### Requirement
This exercise calls for copying every line below that holds the word "attributes".

### Task material
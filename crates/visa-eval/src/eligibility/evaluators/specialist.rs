use super::super::domain::{ApplicationType, DegreeLevel, Issue, VisaType};
use super::checks;
use super::{Disqualifier, RequiredField, Scorecard, TrackEvaluator, TrackFactor, TrackInput};

/// Years of experience accepted in place of a bachelor's degree.
const EXPERIENCE_IN_LIEU_OF_DEGREE: f32 = 5.0;

fn specialist_qualification(input: &TrackInput<'_>, card: &mut Scorecard, weight: f64) {
    let attributes = &input.applicant.evaluation;
    let degree = attributes
        .education
        .as_ref()
        .map(|education| education.highest_degree)
        .unwrap_or(DegreeLevel::NoDegree);
    let years = attributes
        .experience
        .as_ref()
        .map(|experience| experience.relevant_years)
        .unwrap_or(0.0);

    // Master's, bachelor's plus one year, or five years of experience.
    let minimum_years = match degree {
        DegreeLevel::Master | DegreeLevel::Doctorate => 0.0,
        DegreeLevel::Bachelor => 1.0,
        _ => EXPERIENCE_IN_LIEU_OF_DEGREE,
    };
    let (mut score, notes) = checks::qualification_score(input, minimum_years);
    if degree < DegreeLevel::Bachelor && years >= EXPERIENCE_IN_LIEU_OF_DEGREE {
        // Experience substitutes for the missing degree.
        score = score.max(70.0);
    } else if years < minimum_years {
        card.issue(Issue::warning(format!(
            "{} with {years:.1} years does not meet the E-7 qualification path",
            degree.label()
        )));
    }

    card.component(TrackFactor::Qualification, weight, score, notes);
}

/// E-7 new issuance for a designated professional occupation.
pub(super) struct NewSpecialist;

impl TrackEvaluator for NewSpecialist {
    fn name(&self) -> &'static str {
        "e7_new"
    }

    fn visa_type(&self) -> VisaType {
        VisaType::E7
    }

    fn application_type(&self) -> ApplicationType {
        ApplicationType::New
    }

    fn required_fields(&self) -> &'static [RequiredField] {
        &[
            RequiredField::Education,
            RequiredField::Institution,
            RequiredField::Contract,
            RequiredField::Position,
        ]
    }

    fn disqualifiers(&self, input: &TrackInput<'_>) -> Vec<Disqualifier> {
        [
            checks::ineligible_employer(input),
            checks::salary_below_floor(input),
        ]
        .into_iter()
        .flatten()
        .collect()
    }

    fn score(&self, input: &TrackInput<'_>, card: &mut Scorecard) {
        specialist_qualification(input, card, 0.35);
        checks::sponsor(input, card, TrackFactor::Employer, 0.25);
        checks::contract_terms(input, card, 0.25);
        checks::documentation(input, card, 0.15);
    }
}

pub(super) struct SpecialistExtension;

impl TrackEvaluator for SpecialistExtension {
    fn name(&self) -> &'static str {
        "e7_extension"
    }

    fn visa_type(&self) -> VisaType {
        VisaType::E7
    }

    fn application_type(&self) -> ApplicationType {
        ApplicationType::Extension
    }

    fn required_fields(&self) -> &'static [RequiredField] {
        &[
            RequiredField::Institution,
            RequiredField::Contract,
            RequiredField::Stay,
        ]
    }

    fn disqualifiers(&self, input: &TrackInput<'_>) -> Vec<Disqualifier> {
        [checks::visa_expired(input), checks::salary_below_floor(input)]
            .into_iter()
            .flatten()
            .collect()
    }

    fn score(&self, input: &TrackInput<'_>, card: &mut Scorecard) {
        checks::contract_terms(input, card, 0.35);
        checks::sponsor(input, card, TrackFactor::Employer, 0.20);
        checks::stay_compliance(input, card, 0.30);
        checks::documentation(input, card, 0.15);
    }
}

### Response to the task
    let attributes = &input.applicant.evaluation;
    let degree = attributes
    let years = attributes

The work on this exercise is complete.